Restate the opening lines of the material below word for word, stopping after the line that contains "idle debounce, heartbeat".

SUPPLIED MATERIAL.
####################

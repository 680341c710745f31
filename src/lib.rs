//! # a3s-beacon
//!
//! Session status coordination for coding-agent hosts in the A3S ecosystem.
//!
//! ## Overview
//!
//! `a3s-beacon` runs next to an agent host, turns its lifecycle callbacks into
//! one canonical session status (`idle`, `working`, `waiting`), and makes that
//! status visible to the rest of the machine: pub/sub fanout for push
//! consumers, a loopback HTTP endpoint for pollers, and a leased presence
//! record so peers can find the endpoint. Tool calls can be vetted by a safety
//! rule engine before they run.
//!
//! ## Quick Start
//!
//! ```rust
//! use std::sync::Arc;
//! use a3s_beacon::{BeaconConfig, Coordinator, CoordinatorContext, HostSignal, MemoryBroker};
//!
//! # async fn example() -> a3s_beacon::Result<()> {
//! let ctx = CoordinatorContext::new(
//!     BeaconConfig::default(),
//!     Arc::new(MemoryBroker::default()),
//!     "/home/dev/app",
//! );
//! let coordinator = Coordinator::new(Arc::new(ctx));
//! coordinator.start().await;
//!
//! let signal: HostSignal = serde_json::from_str(
//!     r#"{"type":"tool_before","session_id":"s1","tool":"read"}"#,
//! )?;
//! if let Some(report) = coordinator.handle(&signal).await {
//!     assert!(report.allowed);
//! }
//!
//! coordinator.shutdown().await;
//! # Ok(())
//! # }
//! ```
//!
//! ## Brokers
//!
//! - **memory** - In-process broker with TTL expiry, for tests and detached runs
//! - **redis** - Redis pub/sub and keys via a reconnecting connection manager
//!
//! ## Architecture
//!
//! - **SessionMachine** - status state machine, idle debounce, heartbeat
//! - **EventFanout** - primary, event-store, and legacy channel publication
//! - **PresenceRegistry** - TTL-leased instance records
//! - **StatusPollServer** - `GET /status` and `GET /health`
//! - **SafetyEngine** - ordered, fail-open pre-tool rules
//! - **CommandListener** - control channel dispatch

pub mod broker;
pub mod cli;
pub mod clock;
pub mod commands;
pub mod config;
pub mod coordinator;
pub mod debounce;
pub mod error;
pub mod fanout;
pub mod inspect;
pub mod machine;
pub mod presence;
pub mod safety;
pub mod server;
pub mod sessions;
pub mod signal;
pub mod types;

// Re-export core types
pub use broker::{Broker, BrokerMessage, BrokerSubscription};
pub use clock::{Clock, ManualClock, SystemClock};
pub use commands::{CommandKind, CommandListener, ControlCommand};
pub use config::BeaconConfig;
pub use coordinator::{Coordinator, CoordinatorContext};
pub use error::{BeaconError, Result};
pub use fanout::{EventFanout, FanoutReceipt, Notification};
pub use machine::SessionMachine;
pub use presence::PresenceRegistry;
pub use safety::{SafetyContext, SafetyEngine, SafetyFinding, SafetyReport, SafetyRule, Severity};
pub use server::{StatusPollServer, StatusSource};
pub use signal::HostSignal;
pub use types::{
    EventKind, HealthReport, InstanceRecord, SessionMetrics, SessionStatus, StatusSnapshot,
};

// Re-export brokers for convenience
pub use broker::memory::MemoryBroker;
pub use broker::redis::{RedisBroker, RedisConfig};
//! Beacon configuration
//!
//! Loaded from TOML. Every field has a default, so an empty file (or no file)
//! yields a working configuration.

use std::path::Path;
use std::time::Duration;

use serde::{Deserialize, Serialize};

use crate::error::{BeaconError, Result};

/// Top-level configuration for one plugin instance
#[derive(Debug, Clone, Serialize, Deserialize)]
pub struct BeaconConfig {
    /// Prefix for every broker key (`<prefix>:api:...`)
    #[serde(default = "default_key_prefix")]
    pub key_prefix: String,

    /// Agent type this instance reports for (e.g. "opencode"). Names the
    /// primary and control channels unless `[channels]` sets them.
    #[serde(default = "default_agent_type")]
    pub agent_type: String,

    /// Origin tag stamped on legacy-channel payloads
    #[serde(default = "default_source")]
    pub source: String,

    #[serde(default)]
    pub channels: ChannelConfig,

    #[serde(default)]
    pub timing: TimingConfig,

    #[serde(default)]
    pub lease: LeaseConfig,

    #[serde(default)]
    pub server: ServerConfig,

    #[serde(default)]
    pub safety: SafetyConfig,

    #[serde(default)]
    pub redis: RedisSection,
}

/// Broker channel names
#[derive(Debug, Clone, Serialize, Deserialize)]
pub struct ChannelConfig {
    /// Per-agent-type status channel, `<agent_type>:events`
    #[serde(default = "default_primary_channel")]
    pub primary: String,

    /// Generic event-store channel
    #[serde(default = "default_event_store_channel")]
    pub event_store: String,

    /// Legacy-compatible channel
    #[serde(default = "default_legacy_channel")]
    pub legacy: String,

    /// Global control channel, `<agent_type>:control`; the workspace-scoped
    /// one is `<control>:<base64(path)>`
    #[serde(default = "default_control_channel")]
    pub control: String,

    /// Human-facing notification channel
    #[serde(default = "default_notifications_channel")]
    pub notifications: String,
}

/// Debounce and heartbeat timing
#[derive(Debug, Clone, Serialize, Deserialize)]
pub struct TimingConfig {
    #[serde(default = "default_debounce_ms")]
    pub debounce_ms: u64,

    #[serde(default = "default_heartbeat_secs")]
    pub heartbeat_secs: u64,
}

/// Presence lease timing
#[derive(Debug, Clone, Serialize, Deserialize)]
pub struct LeaseConfig {
    /// Expiry of an instance record
    #[serde(default = "default_ttl_secs")]
    pub ttl_secs: u64,

    /// Re-write cadence of an instance record
    #[serde(default = "default_refresh_secs")]
    pub refresh_secs: u64,

    /// Expiry of the per-workspace instance index set
    #[serde(default = "default_index_ttl_secs")]
    pub index_ttl_secs: u64,
}

/// Status poll server settings
#[derive(Debug, Clone, Serialize, Deserialize)]
pub struct ServerConfig {
    /// Interface to bind; the port is always ephemeral
    #[serde(default = "default_host")]
    pub host: String,
}

/// Safety rule settings
#[derive(Debug, Clone, Serialize, Deserialize)]
pub struct SafetyConfig {
    /// Branches on which mutating tools are blocked
    #[serde(default = "default_protected_branches")]
    pub protected_branches: Vec<String>,

    /// Block every tool while the workspace has uncommitted changes
    #[serde(default)]
    pub require_clean_branch: bool,

    /// Substrings that mark a bash command as destructive
    #[serde(default = "default_dangerous_commands")]
    pub dangerous_commands: Vec<String>,

    /// Ceiling of concurrently active sessions per workspace (0 disables the rule)
    #[serde(default = "default_max_concurrent_sessions")]
    pub max_concurrent_sessions: usize,
}

/// Redis connection settings
#[derive(Debug, Clone, Serialize, Deserialize)]
pub struct RedisSection {
    #[serde(default = "default_redis_url")]
    pub url: String,
}

fn default_key_prefix() -> String {
    "devsuite".to_string()
}

fn default_agent_type() -> String {
    "opencode".to_string()
}

fn default_source() -> String {
    "opencode-plugin".to_string()
}

fn default_primary_channel() -> String {
    primary_channel_for(&default_agent_type())
}

fn primary_channel_for(agent_type: &str) -> String {
    format!("{}:events", agent_type)
}

fn control_channel_for(agent_type: &str) -> String {
    format!("{}:control", agent_type)
}

fn default_event_store_channel() -> String {
    "events:new".to_string()
}

fn default_legacy_channel() -> String {
    "agent:events".to_string()
}

fn default_control_channel() -> String {
    control_channel_for(&default_agent_type())
}

fn default_notifications_channel() -> String {
    "notifications".to_string()
}

fn default_debounce_ms() -> u64 {
    2000
}

fn default_heartbeat_secs() -> u64 {
    5
}

fn default_ttl_secs() -> u64 {
    60
}

fn default_refresh_secs() -> u64 {
    30
}

fn default_index_ttl_secs() -> u64 {
    3600
}

fn default_host() -> String {
    "127.0.0.1".to_string()
}

fn default_protected_branches() -> Vec<String> {
    vec!["main".to_string(), "master".to_string()]
}

fn default_dangerous_commands() -> Vec<String> {
    [
        "rm -rf /",
        "sudo rm",
        "git push --force",
        "git push -f",
        "git reset --hard",
        "git clean -fd",
        "mkfs",
        "dd if=",
        "chmod -R 777",
        "DROP TABLE",
        "DROP DATABASE",
    ]
    .iter()
    .map(|s| s.to_string())
    .collect()
}

fn default_max_concurrent_sessions() -> usize {
    3
}

fn default_redis_url() -> String {
    "redis://127.0.0.1:6379".to_string()
}

impl Default for ChannelConfig {
    fn default() -> Self {
        Self {
            primary: default_primary_channel(),
            event_store: default_event_store_channel(),
            legacy: default_legacy_channel(),
            control: default_control_channel(),
            notifications: default_notifications_channel(),
        }
    }
}

impl Default for TimingConfig {
    fn default() -> Self {
        Self {
            debounce_ms: default_debounce_ms(),
            heartbeat_secs: default_heartbeat_secs(),
        }
    }
}

impl TimingConfig {
    pub fn debounce(&self) -> Duration {
        Duration::from_millis(self.debounce_ms)
    }

    pub fn heartbeat(&self) -> Duration {
        Duration::from_secs(self.heartbeat_secs)
    }
}

impl Default for LeaseConfig {
    fn default() -> Self {
        Self {
            ttl_secs: default_ttl_secs(),
            refresh_secs: default_refresh_secs(),
            index_ttl_secs: default_index_ttl_secs(),
        }
    }
}

impl LeaseConfig {
    pub fn ttl(&self) -> Duration {
        Duration::from_secs(self.ttl_secs)
    }

    pub fn refresh(&self) -> Duration {
        Duration::from_secs(self.refresh_secs)
    }

    pub fn index_ttl(&self) -> Duration {
        Duration::from_secs(self.index_ttl_secs)
    }
}

impl Default for ServerConfig {
    fn default() -> Self {
        Self {
            host: default_host(),
        }
    }
}

impl Default for SafetyConfig {
    fn default() -> Self {
        Self {
            protected_branches: default_protected_branches(),
            require_clean_branch: false,
            dangerous_commands: default_dangerous_commands(),
            max_concurrent_sessions: default_max_concurrent_sessions(),
        }
    }
}

impl Default for RedisSection {
    fn default() -> Self {
        Self {
            url: default_redis_url(),
        }
    }
}

impl Default for BeaconConfig {
    fn default() -> Self {
        Self {
            key_prefix: default_key_prefix(),
            agent_type: default_agent_type(),
            source: default_source(),
            channels: ChannelConfig::default(),
            timing: TimingConfig::default(),
            lease: LeaseConfig::default(),
            server: ServerConfig::default(),
            safety: SafetyConfig::default(),
            redis: RedisSection::default(),
        }
    }
}

impl BeaconConfig {
    /// Parse and validate a TOML document
    ///
    /// The primary and control channels follow `agent_type` unless the
    /// document names them explicitly.
    pub fn from_toml_str(content: &str) -> Result<Self> {
        let document: toml::Table = toml::from_str(content)?;
        let explicit = |name: &str| {
            document
                .get("channels")
                .and_then(|c| c.get(name))
                .is_some()
        };
        let (primary_set, control_set) = (explicit("primary"), explicit("control"));

        let mut config: BeaconConfig = toml::Value::Table(document).try_into()?;
        if !primary_set {
            config.channels.primary = primary_channel_for(&config.agent_type);
        }
        if !control_set {
            config.channels.control = control_channel_for(&config.agent_type);
        }
        config.validate()?;
        Ok(config)
    }

    /// Load configuration from a file.
    /// Returns the default config if the file does not exist.
    pub fn load(path: &Path) -> Result<Self> {
        if !path.exists() {
            tracing::debug!(path = %path.display(), "Config file not found, using defaults");
            return Ok(Self::default());
        }

        let content = std::fs::read_to_string(path).map_err(|e| {
            BeaconError::Config(format!(
                "Failed to read config file {}: {}",
                path.display(),
                e
            ))
        })?;
        Self::from_toml_str(&content)
    }

    /// Reject settings that would break lease or debounce invariants
    pub fn validate(&self) -> Result<()> {
        if self.key_prefix.is_empty() {
            return Err(BeaconError::Config("key_prefix must not be empty".to_string()));
        }
        if self.timing.debounce_ms == 0 {
            return Err(BeaconError::Config("timing.debounce_ms must be > 0".to_string()));
        }
        if self.timing.heartbeat_secs == 0 {
            return Err(BeaconError::Config("timing.heartbeat_secs must be > 0".to_string()));
        }
        if self.lease.refresh_secs == 0 || self.lease.refresh_secs >= self.lease.ttl_secs {
            return Err(BeaconError::Config(format!(
                "lease.refresh_secs ({}) must be non-zero and shorter than lease.ttl_secs ({})",
                self.lease.refresh_secs, self.lease.ttl_secs
            )));
        }
        Ok(())
    }
}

####################

SOLUTION TO THIS PROBLEM.
repository 680341c710745f31
filename src/lib.rs
//! # a3s-beacon
//!
//! Session status coordination for coding-agent hosts in the A3S ecosystem.
//!
//! ## Overview
//!
//! `a3s-beacon` runs next to an agent host, turns its lifecycle callbacks into
//! one canonical session status (`idle`, `working`, `waiting`), and makes that
//! status visible to the rest of the machine: pub/sub fanout for push
//! consumers, a loopback HTTP endpoint for pollers, and a leased presence
//! record so peers can find the endpoint. Tool calls can be vetted by a safety
//! rule engine before they run.
//!
//! ## Quick Start
//!
//! ```rust
//! use std::sync::Arc;
//! use a3s_beacon::{BeaconConfig, Coordinator, CoordinatorContext, HostSignal, MemoryBroker};
//!
//! # async fn example() -> a3s_beacon::Result<()> {
//! let ctx = CoordinatorContext::new(
//!     BeaconConfig::default(),
//!     Arc::new(MemoryBroker::default()),
//!     "/home/dev/app",
//! );
//! let coordinator = Coordinator::new(Arc::new(ctx));
//! coordinator.start().await;
//!
//! let signal: HostSignal = serde_json::from_str(
//!     r#"{"type":"tool_before","session_id":"s1","tool":"read"}"#,
//! )?;
//! if let Some(report) = coordinator.handle(&signal).await {
//!     assert!(report.allowed);
//! }
//!
//! coordinator.shutdown().await;
//! # Ok(())
//! # }
//! ```
//!
//! ## Brokers
//!
//! - **memory** - In-process broker with TTL expiry, for tests and detached runs
//! - **redis** - Redis pub/sub and keys via a reconnecting connection manager
//!
//! ## Architecture
//!
//! - **SessionMachine** - status state machine, idle debounce, heartbeat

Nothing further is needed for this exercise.